** Work to complete **
Which lines in the records below mention the word "surface"? Copy each one out.

[Stored items]
+ + + + + + +

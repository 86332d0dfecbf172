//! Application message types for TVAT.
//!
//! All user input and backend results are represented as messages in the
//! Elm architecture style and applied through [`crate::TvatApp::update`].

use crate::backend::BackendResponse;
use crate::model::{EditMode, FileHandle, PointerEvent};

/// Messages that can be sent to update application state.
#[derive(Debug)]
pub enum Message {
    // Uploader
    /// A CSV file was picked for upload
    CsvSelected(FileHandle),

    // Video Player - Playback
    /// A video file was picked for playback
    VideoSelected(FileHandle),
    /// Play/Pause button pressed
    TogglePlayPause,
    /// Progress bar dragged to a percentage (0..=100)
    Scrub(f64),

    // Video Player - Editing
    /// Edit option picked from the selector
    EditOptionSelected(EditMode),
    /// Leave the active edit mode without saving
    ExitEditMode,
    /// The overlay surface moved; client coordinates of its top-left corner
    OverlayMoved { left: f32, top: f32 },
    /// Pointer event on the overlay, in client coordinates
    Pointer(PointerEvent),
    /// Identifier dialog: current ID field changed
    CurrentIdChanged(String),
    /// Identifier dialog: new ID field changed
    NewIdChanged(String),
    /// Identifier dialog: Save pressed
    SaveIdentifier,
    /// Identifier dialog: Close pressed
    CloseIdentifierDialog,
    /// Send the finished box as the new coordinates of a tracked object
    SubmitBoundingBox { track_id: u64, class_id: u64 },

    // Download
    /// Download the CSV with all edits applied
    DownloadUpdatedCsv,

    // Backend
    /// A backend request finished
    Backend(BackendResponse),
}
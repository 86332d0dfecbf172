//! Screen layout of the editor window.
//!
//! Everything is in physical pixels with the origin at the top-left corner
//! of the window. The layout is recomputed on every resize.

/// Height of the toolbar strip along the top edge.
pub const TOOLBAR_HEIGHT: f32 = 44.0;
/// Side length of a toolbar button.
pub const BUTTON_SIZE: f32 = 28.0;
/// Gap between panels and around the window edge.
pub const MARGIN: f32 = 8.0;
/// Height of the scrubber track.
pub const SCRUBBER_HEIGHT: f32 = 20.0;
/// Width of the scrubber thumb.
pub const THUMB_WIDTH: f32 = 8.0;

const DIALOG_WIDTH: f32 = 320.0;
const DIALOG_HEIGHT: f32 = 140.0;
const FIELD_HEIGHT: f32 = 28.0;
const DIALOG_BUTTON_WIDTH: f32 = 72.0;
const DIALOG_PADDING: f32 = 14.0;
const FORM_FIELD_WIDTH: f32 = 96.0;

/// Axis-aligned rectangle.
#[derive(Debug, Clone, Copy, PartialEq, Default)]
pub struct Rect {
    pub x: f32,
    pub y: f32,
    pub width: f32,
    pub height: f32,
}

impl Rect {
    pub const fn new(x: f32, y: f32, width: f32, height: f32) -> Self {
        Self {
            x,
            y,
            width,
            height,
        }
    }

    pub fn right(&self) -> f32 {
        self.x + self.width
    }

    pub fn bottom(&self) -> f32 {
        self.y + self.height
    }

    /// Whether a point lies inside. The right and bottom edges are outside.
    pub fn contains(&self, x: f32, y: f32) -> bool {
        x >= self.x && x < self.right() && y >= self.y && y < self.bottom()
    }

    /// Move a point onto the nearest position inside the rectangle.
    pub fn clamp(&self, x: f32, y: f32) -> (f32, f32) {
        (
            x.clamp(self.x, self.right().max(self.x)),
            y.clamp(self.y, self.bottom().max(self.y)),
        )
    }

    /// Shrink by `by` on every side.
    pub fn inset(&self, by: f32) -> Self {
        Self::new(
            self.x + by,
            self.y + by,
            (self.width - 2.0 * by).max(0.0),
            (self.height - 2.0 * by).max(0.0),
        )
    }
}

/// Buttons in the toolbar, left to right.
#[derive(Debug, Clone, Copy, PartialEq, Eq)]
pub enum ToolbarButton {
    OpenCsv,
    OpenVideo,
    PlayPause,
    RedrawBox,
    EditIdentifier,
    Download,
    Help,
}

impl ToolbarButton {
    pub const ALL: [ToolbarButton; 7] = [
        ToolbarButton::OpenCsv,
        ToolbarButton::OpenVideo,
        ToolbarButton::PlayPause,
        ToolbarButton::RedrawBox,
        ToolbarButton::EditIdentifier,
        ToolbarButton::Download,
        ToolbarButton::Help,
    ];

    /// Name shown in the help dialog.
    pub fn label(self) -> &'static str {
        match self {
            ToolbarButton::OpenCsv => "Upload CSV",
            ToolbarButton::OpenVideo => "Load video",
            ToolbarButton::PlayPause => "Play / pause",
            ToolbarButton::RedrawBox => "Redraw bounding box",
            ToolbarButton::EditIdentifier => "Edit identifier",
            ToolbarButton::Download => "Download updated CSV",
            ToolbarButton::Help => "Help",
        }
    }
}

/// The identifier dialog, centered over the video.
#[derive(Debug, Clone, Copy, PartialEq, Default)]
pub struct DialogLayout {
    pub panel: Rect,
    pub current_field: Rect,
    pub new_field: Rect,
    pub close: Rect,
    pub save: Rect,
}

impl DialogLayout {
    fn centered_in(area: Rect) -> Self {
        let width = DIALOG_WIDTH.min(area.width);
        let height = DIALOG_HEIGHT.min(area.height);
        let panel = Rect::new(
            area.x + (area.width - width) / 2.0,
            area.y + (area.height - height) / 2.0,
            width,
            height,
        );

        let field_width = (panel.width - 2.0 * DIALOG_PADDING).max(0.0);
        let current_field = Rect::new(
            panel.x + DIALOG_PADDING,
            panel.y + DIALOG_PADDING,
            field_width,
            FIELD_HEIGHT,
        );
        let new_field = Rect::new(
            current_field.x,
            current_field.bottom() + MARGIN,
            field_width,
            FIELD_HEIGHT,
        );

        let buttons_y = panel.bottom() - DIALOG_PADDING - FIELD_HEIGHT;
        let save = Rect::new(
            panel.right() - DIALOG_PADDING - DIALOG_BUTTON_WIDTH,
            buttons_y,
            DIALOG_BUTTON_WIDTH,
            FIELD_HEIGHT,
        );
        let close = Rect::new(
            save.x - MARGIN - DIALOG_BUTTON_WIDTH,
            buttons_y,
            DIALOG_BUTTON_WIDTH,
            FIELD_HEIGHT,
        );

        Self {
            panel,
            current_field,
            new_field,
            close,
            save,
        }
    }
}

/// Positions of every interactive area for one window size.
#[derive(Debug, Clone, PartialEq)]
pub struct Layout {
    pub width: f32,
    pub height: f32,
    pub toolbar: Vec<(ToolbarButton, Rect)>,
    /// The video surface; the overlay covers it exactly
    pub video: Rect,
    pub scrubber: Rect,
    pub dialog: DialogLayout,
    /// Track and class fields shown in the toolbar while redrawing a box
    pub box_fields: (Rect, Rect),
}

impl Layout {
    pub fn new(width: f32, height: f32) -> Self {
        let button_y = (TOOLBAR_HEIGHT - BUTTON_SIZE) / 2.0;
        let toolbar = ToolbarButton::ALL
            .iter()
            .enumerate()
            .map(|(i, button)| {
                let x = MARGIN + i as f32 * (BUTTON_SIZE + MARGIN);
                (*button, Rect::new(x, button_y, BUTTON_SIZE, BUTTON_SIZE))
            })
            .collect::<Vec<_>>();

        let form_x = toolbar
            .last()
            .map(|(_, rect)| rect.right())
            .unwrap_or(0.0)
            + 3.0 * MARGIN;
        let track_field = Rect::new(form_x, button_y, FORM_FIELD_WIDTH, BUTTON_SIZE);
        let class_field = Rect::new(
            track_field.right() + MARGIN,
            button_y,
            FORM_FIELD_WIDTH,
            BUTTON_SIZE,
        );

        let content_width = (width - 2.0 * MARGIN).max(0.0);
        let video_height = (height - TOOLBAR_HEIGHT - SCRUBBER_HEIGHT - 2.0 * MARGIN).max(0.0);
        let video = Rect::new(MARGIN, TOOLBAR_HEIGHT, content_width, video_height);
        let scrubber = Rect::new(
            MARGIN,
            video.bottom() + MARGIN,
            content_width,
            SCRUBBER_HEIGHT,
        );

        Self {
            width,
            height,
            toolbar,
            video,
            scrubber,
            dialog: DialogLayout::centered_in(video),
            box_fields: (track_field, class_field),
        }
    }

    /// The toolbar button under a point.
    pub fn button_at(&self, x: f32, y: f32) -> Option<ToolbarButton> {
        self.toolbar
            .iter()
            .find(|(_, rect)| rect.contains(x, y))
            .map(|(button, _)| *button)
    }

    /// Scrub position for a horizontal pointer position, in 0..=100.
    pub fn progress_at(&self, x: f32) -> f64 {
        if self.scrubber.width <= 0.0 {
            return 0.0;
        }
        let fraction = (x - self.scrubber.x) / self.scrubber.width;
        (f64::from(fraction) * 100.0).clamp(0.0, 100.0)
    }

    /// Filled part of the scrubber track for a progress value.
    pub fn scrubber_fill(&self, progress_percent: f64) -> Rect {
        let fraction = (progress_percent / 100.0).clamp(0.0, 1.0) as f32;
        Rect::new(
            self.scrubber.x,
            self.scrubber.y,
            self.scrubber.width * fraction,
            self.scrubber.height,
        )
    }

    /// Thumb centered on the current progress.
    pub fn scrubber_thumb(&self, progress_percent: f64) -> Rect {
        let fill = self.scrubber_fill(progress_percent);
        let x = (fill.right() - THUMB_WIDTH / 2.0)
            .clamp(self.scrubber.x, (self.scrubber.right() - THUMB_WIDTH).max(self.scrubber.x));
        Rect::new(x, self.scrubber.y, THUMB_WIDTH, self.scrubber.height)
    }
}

+ + + + + + +

** The completed task **
    /// The overlay surface moved; client coordinates of its top-left corner
    /// The video surface; the overlay covers it exactly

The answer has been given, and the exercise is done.